**Exercise aim:** Sort through the listing below and keep each line with the word "axum". Copy those.

**Input material:**
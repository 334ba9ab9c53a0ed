//! API error mapping
//!
//! Translates the payment error taxonomy into HTTP responses with JSON
//! bodies. Retryable errors map to gateway statuses so upstream callers
//! (the payment provider's webhook redelivery in particular) try again.

use axum::http::StatusCode;
use axum::response::{IntoResponse, Response};
use axum::Json;
use serde_json::json;

use quotapay_payments::PaymentError;

/// HTTP-facing wrapper around `PaymentError`.
#[derive(Debug)]
pub struct ApiError(pub PaymentError);

pub type ApiResult<T> = Result<T, ApiError>;

impl From<PaymentError> for ApiError {
    fn from(err: PaymentError) -> Self {
        Self(err)
    }
}

impl ApiError {
    fn status(&self) -> StatusCode {
        match &self.0 {
            PaymentError::InvalidRequest(_) => StatusCode::BAD_REQUEST,
            PaymentError::NotFound(_) => StatusCode::NOT_FOUND,
            PaymentError::InsufficientQuota { .. } => StatusCode::PAYMENT_REQUIRED,
            PaymentError::ProviderUnavailable(_) | PaymentError::Timeout(_) => {
                StatusCode::BAD_GATEWAY
            }
            PaymentError::Database(_) => StatusCode::SERVICE_UNAVAILABLE,
            PaymentError::Config(_) | PaymentError::Internal(_) => {
                StatusCode::INTERNAL_SERVER_ERROR
            }
        }
    }
}

impl IntoResponse for ApiError {
    fn into_response(self) -> Response {
        let status = self.status();

        if status.is_server_error() {
            tracing::error!(error = %self.0, status = %status, "Request failed");
        } else {
            tracing::debug!(error = %self.0, status = %status, "Request rejected");
        }

        // Internal details stay in the logs; clients get the category.
        let message = match &self.0 {
            PaymentError::Database(_) | PaymentError::Internal(_) | PaymentError::Config(_) => {
                "internal error".to_string()
            }
            PaymentError::InsufficientQuota { balance } => {
                format!("insufficient quota: balance is {}", balance)
            }
            other => other.to_string(),
        };

        (status, Json(json!({ "success": false, "error": message }))).into_response()
    }
}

**Problem solution:**
use axum::http::StatusCode;
use axum::response::{IntoResponse, Response};
use axum::Json;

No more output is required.